* [The task]:
Check every line of the entries for the string "BTreeSet" and return the ones that contain it.

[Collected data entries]
::::::::

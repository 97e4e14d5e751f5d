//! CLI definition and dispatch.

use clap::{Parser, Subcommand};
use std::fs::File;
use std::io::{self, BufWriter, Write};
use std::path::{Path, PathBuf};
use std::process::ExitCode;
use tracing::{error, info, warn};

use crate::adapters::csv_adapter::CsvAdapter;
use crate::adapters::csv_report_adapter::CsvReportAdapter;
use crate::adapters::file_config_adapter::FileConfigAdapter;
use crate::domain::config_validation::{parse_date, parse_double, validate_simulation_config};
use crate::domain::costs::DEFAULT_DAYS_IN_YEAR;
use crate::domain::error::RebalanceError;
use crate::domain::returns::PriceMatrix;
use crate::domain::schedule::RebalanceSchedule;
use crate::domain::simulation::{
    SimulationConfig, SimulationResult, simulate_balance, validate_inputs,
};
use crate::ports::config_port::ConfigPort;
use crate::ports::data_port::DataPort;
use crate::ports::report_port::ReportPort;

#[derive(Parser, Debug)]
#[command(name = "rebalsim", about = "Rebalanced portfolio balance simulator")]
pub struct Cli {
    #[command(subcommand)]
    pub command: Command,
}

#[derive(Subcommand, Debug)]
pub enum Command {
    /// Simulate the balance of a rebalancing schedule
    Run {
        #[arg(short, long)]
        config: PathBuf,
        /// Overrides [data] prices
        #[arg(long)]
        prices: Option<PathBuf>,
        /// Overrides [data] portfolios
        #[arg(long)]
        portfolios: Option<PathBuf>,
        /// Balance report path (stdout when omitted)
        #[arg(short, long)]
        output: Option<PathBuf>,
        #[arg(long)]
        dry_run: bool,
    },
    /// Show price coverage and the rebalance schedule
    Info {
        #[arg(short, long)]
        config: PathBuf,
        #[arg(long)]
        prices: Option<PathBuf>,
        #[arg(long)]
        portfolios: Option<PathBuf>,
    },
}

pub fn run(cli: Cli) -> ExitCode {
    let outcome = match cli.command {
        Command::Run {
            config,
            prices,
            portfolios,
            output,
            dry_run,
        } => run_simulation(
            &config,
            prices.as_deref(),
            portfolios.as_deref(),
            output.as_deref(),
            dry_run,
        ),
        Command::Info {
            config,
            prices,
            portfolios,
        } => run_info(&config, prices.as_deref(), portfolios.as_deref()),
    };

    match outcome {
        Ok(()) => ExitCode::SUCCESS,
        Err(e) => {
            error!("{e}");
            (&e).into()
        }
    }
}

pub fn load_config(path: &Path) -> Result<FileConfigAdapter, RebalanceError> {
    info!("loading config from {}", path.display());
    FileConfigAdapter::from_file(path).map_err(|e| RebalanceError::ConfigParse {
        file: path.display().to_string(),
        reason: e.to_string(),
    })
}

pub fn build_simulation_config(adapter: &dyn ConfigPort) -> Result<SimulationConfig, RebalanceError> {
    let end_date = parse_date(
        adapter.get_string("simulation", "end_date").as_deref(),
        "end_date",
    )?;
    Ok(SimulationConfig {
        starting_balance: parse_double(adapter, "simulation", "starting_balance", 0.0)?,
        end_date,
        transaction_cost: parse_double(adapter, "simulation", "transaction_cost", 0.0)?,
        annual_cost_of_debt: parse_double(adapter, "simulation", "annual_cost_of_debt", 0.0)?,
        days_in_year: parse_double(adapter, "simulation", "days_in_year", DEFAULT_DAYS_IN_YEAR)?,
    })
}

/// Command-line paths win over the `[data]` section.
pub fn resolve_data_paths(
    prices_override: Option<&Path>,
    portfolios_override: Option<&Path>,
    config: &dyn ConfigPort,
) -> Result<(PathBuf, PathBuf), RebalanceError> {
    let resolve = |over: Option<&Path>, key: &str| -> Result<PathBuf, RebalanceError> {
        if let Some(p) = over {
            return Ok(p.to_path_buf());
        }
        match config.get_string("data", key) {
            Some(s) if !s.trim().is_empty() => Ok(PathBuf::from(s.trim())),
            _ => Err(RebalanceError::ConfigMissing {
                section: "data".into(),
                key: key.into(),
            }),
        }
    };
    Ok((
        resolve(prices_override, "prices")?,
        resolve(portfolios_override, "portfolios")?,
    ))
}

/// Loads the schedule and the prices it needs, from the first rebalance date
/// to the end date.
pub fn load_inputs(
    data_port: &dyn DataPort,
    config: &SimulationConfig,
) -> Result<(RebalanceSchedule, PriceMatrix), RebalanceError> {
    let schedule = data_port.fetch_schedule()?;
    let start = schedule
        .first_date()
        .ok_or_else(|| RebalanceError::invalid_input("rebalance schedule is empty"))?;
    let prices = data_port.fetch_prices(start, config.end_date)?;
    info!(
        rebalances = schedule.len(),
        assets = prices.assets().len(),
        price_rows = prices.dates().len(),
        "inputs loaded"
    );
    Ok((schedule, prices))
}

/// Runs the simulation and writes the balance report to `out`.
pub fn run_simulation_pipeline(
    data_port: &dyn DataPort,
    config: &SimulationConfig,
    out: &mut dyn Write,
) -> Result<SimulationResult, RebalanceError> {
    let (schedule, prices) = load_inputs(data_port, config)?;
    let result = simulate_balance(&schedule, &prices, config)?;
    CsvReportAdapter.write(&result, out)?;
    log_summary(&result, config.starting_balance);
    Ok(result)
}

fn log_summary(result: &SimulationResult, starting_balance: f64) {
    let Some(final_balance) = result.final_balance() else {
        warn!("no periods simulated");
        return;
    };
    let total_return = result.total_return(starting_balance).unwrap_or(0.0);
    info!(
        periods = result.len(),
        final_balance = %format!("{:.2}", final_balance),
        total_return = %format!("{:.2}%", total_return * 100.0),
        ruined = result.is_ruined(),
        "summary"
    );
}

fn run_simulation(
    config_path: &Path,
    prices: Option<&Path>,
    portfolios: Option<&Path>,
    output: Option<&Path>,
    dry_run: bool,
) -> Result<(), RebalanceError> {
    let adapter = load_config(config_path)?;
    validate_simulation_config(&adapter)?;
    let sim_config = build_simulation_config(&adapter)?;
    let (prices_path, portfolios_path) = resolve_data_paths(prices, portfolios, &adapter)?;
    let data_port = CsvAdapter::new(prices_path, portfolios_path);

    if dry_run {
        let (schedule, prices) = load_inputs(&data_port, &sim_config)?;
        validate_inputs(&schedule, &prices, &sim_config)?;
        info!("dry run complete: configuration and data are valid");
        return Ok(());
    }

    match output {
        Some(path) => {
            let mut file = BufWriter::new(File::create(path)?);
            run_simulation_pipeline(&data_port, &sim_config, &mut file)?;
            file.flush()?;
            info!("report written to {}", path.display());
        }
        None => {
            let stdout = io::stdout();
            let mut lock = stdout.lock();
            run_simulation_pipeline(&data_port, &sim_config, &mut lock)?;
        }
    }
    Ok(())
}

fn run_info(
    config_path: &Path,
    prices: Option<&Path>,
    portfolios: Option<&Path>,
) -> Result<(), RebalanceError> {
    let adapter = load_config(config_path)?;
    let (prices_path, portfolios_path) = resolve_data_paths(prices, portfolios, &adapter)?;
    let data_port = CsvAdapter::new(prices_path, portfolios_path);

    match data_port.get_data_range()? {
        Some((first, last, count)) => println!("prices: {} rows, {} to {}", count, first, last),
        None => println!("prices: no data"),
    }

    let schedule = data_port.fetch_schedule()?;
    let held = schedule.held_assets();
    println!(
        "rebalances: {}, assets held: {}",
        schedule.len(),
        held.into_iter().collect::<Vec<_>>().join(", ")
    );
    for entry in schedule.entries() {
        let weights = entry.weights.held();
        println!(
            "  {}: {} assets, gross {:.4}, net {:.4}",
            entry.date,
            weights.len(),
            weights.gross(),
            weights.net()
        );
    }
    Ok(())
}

::::::::

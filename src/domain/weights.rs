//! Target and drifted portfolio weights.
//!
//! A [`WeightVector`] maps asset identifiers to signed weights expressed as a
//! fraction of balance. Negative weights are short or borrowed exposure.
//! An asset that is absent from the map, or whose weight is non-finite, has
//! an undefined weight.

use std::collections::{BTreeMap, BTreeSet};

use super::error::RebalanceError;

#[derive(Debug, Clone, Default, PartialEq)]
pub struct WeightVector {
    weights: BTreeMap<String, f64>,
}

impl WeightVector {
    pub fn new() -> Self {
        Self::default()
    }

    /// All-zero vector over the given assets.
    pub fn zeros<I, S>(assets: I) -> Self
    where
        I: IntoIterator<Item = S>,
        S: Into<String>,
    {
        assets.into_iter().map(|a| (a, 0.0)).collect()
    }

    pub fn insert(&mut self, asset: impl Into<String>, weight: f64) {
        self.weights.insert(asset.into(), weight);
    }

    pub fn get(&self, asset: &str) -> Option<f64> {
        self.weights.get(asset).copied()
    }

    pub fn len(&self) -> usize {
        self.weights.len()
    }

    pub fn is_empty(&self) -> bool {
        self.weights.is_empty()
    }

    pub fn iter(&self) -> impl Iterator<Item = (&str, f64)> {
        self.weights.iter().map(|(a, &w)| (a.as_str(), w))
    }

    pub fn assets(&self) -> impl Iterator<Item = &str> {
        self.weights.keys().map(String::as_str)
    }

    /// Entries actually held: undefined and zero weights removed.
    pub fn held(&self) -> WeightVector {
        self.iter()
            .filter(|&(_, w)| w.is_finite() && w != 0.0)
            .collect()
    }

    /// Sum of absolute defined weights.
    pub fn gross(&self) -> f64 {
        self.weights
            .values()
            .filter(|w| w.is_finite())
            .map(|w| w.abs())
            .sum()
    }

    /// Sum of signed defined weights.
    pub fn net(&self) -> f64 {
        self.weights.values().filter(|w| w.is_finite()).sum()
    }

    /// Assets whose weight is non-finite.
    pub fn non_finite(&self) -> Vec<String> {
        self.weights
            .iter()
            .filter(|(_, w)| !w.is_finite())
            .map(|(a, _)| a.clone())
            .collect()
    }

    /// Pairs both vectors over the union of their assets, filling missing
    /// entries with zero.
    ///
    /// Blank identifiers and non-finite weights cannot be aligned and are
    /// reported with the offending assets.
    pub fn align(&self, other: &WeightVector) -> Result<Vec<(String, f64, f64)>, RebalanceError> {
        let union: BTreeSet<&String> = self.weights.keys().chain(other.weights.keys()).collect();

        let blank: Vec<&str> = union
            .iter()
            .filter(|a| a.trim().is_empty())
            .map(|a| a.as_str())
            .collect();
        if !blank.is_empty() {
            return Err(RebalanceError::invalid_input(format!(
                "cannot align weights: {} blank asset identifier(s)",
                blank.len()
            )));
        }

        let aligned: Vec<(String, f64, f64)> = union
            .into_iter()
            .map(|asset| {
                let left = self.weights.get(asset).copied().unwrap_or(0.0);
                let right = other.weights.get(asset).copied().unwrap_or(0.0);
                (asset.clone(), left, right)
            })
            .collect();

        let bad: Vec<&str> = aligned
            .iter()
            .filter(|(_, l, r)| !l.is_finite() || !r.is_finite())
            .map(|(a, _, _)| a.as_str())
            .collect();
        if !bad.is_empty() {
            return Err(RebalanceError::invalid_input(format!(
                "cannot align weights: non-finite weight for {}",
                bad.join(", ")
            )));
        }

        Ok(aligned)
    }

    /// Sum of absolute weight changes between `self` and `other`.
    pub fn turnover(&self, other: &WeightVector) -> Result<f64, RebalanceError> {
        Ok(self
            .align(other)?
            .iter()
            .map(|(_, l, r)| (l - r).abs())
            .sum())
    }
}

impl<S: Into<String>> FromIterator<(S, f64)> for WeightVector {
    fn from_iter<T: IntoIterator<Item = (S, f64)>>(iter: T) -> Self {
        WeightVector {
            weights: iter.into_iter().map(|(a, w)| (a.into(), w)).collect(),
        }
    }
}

::::::::

* [Output for this exercise]:
use std::collections::{BTreeMap, BTreeSet};
        let union: BTreeSet<&String> = self.weights.keys().chain(other.weights.keys()).collect();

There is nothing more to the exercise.